Collected data entries:
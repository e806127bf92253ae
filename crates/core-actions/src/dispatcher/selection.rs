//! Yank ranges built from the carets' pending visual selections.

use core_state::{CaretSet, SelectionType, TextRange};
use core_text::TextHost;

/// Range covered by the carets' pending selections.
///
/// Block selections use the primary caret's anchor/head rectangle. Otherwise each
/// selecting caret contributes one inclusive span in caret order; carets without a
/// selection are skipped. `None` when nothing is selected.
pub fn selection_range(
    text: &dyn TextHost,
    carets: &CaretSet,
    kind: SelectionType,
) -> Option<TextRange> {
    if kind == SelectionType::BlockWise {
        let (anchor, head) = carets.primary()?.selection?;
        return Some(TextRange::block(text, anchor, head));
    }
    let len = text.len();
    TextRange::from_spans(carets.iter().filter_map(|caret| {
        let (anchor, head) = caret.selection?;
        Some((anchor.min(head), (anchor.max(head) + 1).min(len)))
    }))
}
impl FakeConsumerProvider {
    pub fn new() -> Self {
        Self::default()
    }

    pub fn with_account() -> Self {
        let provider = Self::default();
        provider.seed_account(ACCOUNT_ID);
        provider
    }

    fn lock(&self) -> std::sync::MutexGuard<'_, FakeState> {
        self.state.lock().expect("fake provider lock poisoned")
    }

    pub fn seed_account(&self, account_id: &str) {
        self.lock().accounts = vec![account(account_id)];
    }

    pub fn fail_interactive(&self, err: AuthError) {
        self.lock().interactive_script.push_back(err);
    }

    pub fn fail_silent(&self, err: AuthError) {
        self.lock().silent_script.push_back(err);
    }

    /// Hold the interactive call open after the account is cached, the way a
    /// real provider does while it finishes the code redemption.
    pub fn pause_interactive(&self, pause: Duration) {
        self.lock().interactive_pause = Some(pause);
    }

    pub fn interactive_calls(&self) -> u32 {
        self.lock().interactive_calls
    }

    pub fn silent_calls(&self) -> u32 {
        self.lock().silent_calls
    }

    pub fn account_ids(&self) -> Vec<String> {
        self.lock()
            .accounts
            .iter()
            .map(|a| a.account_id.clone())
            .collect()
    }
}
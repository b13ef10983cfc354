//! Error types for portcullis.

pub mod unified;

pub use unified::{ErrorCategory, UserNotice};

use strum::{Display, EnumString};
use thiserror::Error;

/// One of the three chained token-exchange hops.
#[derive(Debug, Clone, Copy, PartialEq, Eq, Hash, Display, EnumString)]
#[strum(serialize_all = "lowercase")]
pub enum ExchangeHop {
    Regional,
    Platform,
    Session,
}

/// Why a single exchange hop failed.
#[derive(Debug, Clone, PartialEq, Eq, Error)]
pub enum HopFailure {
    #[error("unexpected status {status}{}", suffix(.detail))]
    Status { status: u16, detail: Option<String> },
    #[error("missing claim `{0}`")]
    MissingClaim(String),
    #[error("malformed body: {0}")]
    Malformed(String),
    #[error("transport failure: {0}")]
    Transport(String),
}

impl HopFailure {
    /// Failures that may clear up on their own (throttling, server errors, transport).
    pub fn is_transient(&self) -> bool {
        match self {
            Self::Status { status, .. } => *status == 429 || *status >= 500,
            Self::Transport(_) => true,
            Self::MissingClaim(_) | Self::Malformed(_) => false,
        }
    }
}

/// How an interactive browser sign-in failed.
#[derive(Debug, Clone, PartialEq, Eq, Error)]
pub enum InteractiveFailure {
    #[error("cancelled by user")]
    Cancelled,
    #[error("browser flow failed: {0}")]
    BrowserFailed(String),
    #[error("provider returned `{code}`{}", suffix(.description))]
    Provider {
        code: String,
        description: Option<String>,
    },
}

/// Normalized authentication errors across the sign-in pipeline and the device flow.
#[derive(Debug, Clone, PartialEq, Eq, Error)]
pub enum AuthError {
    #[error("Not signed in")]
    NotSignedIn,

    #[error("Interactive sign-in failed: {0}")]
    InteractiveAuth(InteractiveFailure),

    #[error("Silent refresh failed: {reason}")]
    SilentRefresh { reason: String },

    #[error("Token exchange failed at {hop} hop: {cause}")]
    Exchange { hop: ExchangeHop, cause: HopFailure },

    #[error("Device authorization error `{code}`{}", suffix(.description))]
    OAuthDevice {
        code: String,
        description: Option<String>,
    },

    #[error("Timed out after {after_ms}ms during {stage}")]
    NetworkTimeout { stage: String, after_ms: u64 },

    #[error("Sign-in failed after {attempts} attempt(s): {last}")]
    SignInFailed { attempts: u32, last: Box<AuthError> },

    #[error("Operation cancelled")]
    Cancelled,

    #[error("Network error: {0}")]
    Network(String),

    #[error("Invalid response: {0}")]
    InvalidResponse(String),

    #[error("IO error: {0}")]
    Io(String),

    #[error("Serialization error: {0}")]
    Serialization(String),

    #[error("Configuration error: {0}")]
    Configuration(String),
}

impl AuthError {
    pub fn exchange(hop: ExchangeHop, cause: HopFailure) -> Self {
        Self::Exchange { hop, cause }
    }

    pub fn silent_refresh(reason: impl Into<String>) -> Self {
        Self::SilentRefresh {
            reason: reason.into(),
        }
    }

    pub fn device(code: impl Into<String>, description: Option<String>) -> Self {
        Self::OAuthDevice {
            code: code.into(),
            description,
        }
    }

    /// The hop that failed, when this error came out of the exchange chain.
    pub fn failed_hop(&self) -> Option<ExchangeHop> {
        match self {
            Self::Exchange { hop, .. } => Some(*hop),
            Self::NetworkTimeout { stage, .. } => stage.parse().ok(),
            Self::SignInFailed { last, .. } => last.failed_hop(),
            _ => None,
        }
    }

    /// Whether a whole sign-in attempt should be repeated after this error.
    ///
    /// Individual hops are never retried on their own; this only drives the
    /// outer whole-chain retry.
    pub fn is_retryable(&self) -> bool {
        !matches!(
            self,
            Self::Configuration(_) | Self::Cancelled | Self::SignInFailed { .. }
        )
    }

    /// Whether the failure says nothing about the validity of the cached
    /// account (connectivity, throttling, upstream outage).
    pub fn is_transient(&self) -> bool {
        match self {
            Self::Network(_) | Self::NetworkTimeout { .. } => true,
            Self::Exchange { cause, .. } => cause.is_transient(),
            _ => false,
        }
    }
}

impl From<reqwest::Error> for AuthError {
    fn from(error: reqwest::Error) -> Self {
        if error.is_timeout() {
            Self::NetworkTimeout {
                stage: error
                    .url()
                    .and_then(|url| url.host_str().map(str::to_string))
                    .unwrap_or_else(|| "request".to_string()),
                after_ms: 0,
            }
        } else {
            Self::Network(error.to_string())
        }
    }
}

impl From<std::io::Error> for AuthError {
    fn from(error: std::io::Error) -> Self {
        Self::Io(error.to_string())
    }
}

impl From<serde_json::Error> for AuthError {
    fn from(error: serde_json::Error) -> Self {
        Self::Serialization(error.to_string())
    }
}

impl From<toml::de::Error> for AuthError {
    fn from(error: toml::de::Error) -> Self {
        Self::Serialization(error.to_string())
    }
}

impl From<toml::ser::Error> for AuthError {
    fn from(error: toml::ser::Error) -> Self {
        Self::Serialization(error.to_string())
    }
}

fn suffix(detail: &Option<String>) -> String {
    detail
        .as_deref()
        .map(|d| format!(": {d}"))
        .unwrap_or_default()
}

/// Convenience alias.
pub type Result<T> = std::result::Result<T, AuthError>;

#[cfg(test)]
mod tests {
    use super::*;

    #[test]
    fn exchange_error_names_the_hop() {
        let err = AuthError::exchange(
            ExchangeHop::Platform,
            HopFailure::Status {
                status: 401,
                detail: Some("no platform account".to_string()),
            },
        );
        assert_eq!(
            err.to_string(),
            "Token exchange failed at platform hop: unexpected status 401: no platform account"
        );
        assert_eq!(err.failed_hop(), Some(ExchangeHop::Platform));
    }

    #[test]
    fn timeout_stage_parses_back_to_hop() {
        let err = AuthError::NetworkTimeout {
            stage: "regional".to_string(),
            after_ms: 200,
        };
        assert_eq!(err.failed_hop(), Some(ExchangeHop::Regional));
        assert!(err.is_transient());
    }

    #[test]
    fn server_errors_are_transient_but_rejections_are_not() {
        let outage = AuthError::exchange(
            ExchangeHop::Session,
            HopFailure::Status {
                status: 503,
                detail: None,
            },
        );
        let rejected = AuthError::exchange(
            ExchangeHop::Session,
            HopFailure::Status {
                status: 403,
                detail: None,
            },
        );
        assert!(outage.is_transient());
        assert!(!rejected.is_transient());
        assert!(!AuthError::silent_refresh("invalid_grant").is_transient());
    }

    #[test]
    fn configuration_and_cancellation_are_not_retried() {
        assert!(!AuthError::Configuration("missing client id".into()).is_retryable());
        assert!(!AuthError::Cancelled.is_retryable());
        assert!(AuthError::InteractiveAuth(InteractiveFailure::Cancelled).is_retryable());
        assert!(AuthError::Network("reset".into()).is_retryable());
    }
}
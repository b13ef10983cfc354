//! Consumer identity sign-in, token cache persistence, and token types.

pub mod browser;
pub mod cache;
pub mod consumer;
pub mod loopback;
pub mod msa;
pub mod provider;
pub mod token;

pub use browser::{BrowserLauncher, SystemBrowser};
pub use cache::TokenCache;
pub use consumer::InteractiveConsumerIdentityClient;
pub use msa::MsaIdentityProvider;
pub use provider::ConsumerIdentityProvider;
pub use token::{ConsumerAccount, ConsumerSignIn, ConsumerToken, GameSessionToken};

* _Assignment_
Only a number is wanted here: how many lines in the data above include the string "toml"?

* _Task answer_
4